(SOURCE MATERIAL Opens)
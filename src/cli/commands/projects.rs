use clap::Subcommand;

use crate::cli::utils::{output_envelope, output_lines, report_redirect};
use crate::cli::{CliContext, OutputFormat};
use crate::models::Project;
use crate::services::validation::ProjectInput;
use crate::services::ServiceResponse;

#[derive(Subcommand)]
pub enum ProjectCommands {
    #[command(about = "List projects")]
    List {
        #[arg(long, help = "Free-text filter on name")]
        search: Option<String>,
        #[arg(long, help = "Only the ten most recently created")]
        recent: bool,
    },

    #[command(about = "Show one project")]
    Get {
        #[arg(help = "Project id")]
        id: String,
    },

    #[command(about = "Create a project")]
    Create {
        #[arg(help = "Project name, 3-100 characters")]
        name: String,
    },

    #[command(about = "Rename a project")]
    Update {
        #[arg(help = "Project id")]
        id: String,
        #[arg(help = "New name")]
        name: String,
    },

    #[command(about = "Delete a project")]
    Delete {
        #[arg(help = "Project id")]
        id: String,
    },
}

fn project_line(project: &Project) -> String {
    format!("{:<30} {}", project.name, project.created_at_formatted)
}

pub async fn handle(
    cmd: ProjectCommands,
    ctx: &CliContext,
    output_format: OutputFormat,
) -> anyhow::Result<()> {
    let mut store = ctx.projects_store();

    match cmd {
        ProjectCommands::List { search, recent } => {
            store.fetch().await;
            if let Some(message) = store.error() {
                let response: ServiceResponse<()> = ServiceResponse::fail(message);
                output_envelope(&output_format, &response)?;
                report_redirect(&output_format, &ctx.session);
                return Ok(());
            }

            let selected: Vec<&Project> = if let Some(term) = &search {
                store.search(term)
            } else if recent {
                store.recently_created()
            } else {
                store.items().iter().collect()
            };

            let rows: Vec<Project> = selected.into_iter().cloned().collect();
            let response =
                ServiceResponse::ok(rows.clone(), format!("Hämtade {} projekt", rows.len()));
            output_envelope(&output_format, &response)?;
            output_lines(&output_format, &rows.iter().map(project_line).collect::<Vec<_>>());
        }
        ProjectCommands::Get { id } => {
            let response = ctx.projects().get(&id).await;
            if output_envelope(&output_format, &response)? {
                if let Some(project) = &response.data {
                    output_lines(&output_format, &[project_line(project)]);
                }
            }
            report_redirect(&output_format, &ctx.session);
        }
        ProjectCommands::Create { name } => {
            let input = ProjectInput { name };
            let response = store.create(&input).await;
            output_envelope(&output_format, &response)?;
            report_redirect(&output_format, &ctx.session);
        }
        ProjectCommands::Update { id, name } => {
            let input = ProjectInput { name };
            let response = store.update(&id, &input).await;
            output_envelope(&output_format, &response)?;
            report_redirect(&output_format, &ctx.session);
        }
        ProjectCommands::Delete { id } => {
            let response = store.delete(&id).await;
            output_envelope(&output_format, &response)?;
            report_redirect(&output_format, &ctx.session);
        }
    }

    Ok(())
}
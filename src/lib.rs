pub mod api;
pub mod cli;
pub mod config;
pub mod error;
pub mod models;
pub mod routing;
pub mod services;
pub mod session;
pub mod stores;
pub mod types;
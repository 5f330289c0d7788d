//! Field validation rules.
//!
//! Every rule is a pure function: it takes a raw value and either returns the
//! normalized typed value or a [`ValidationError`] naming the field. Nothing
//! here prints or logs.

/// A field value that failed validation.
#[derive(Debug, Clone, PartialEq, Eq, thiserror::Error)]
#[error("invalid {field}: {reason}")]
pub struct ValidationError {
    /// Name of the offending field
    pub field: &'static str,

    /// Human readable explanation
    pub reason: String,
}

impl ValidationError {
    /// Create a new validation error.
    pub fn new(field: &'static str, reason: impl Into<String>) -> Self {
        Self {
            field,
            reason: reason.into(),
        }
    }
}

/// Parse a strictly positive, finite decimal.
pub fn parse_positive_decimal(field: &'static str, raw: &str) -> Result<f64, ValidationError> {
    let value: f64 = raw
        .trim()
        .parse()
        .map_err(|_| ValidationError::new(field, format!("`{}` is not a number", raw.trim())))?;
    ensure_positive(field, value)
}

/// Parse an integer that is zero or greater.
pub fn parse_nonnegative_integer(field: &'static str, raw: &str) -> Result<u32, ValidationError> {
    let value: i64 = raw
        .trim()
        .parse()
        .map_err(|_| ValidationError::new(field, format!("`{}` is not a whole number", raw.trim())))?;
    ensure_nonnegative(field, value)
}

/// Trim text and require it to be non-empty.
pub fn parse_nonempty_text(field: &'static str, raw: &str) -> Result<String, ValidationError> {
    let trimmed = raw.trim();
    if trimmed.is_empty() {
        return Err(ValidationError::new(field, "must not be empty"));
    }
    Ok(trimmed.to_string())
}

/// Check that an already typed decimal is finite and greater than zero.
pub fn ensure_positive(field: &'static str, value: f64) -> Result<f64, ValidationError> {
    if !value.is_finite() {
        return Err(ValidationError::new(field, "must be a finite number"));
    }
    if value <= 0.0 {
        return Err(ValidationError::new(field, "must be greater than zero"));
    }
    Ok(value)
}

/// Check that an already typed integer is zero or greater and fits a `u32`.
pub fn ensure_nonnegative(field: &'static str, value: i64) -> Result<u32, ValidationError> {
    if value < 0 {
        return Err(ValidationError::new(field, "must not be negative"));
    }
    u32::try_from(value).map_err(|_| ValidationError::new(field, "is too large"))
}

#[cfg(test)]
mod tests {
    use super::*;

    #[test]
    fn test_positive_decimal_accepts_valid_input() {
        assert_eq!(parse_positive_decimal("cost", "500").unwrap(), 500.0);
        assert_eq!(parse_positive_decimal("cost", " 12.5 ").unwrap(), 12.5);
        assert_eq!(parse_positive_decimal("cost", "0.01").unwrap(), 0.01);
    }

    #[test]
    fn test_positive_decimal_rejects_zero_negative_and_text() {
        for raw in ["0", "-5", "abc", "", "NaN", "inf"] {
            let err = parse_positive_decimal("cost", raw).unwrap_err();
            assert_eq!(err.field, "cost", "input {raw:?}");
        }
    }

    #[test]
    fn test_nonnegative_integer() {
        assert_eq!(parse_nonnegative_integer("quantity", "0").unwrap(), 0);
        assert_eq!(parse_nonnegative_integer("quantity", "42").unwrap(), 42);

        let err = parse_nonnegative_integer("quantity", "-1").unwrap_err();
        assert_eq!(err.reason, "must not be negative");

        assert!(parse_nonnegative_integer("quantity", "2.5").is_err());
        assert!(parse_nonnegative_integer("quantity", "many").is_err());
        assert!(parse_nonnegative_integer("quantity", "99999999999").is_err());
    }

    #[test]
    fn test_nonempty_text_trims() {
        assert_eq!(parse_nonempty_text("name", "  laptop ").unwrap(), "laptop");

        let err = parse_nonempty_text("name", "   ").unwrap_err();
        assert_eq!(err, ValidationError::new("name", "must not be empty"));
    }

    #[test]
    fn test_error_display_names_field() {
        let err = ValidationError::new("price", "must be greater than zero");
        assert_eq!(err.to_string(), "invalid price: must be greater than zero");
    }
}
(SOURCE MATERIAL Closes)
■ WORK TO COMPLETE ■
Collect, from the material above, every line containing the word "derive".

■ RESULT OF THE EXERCISE ■
#[derive(Subcommand)]
#[derive(Debug, Clone, PartialEq, Eq, thiserror::Error)]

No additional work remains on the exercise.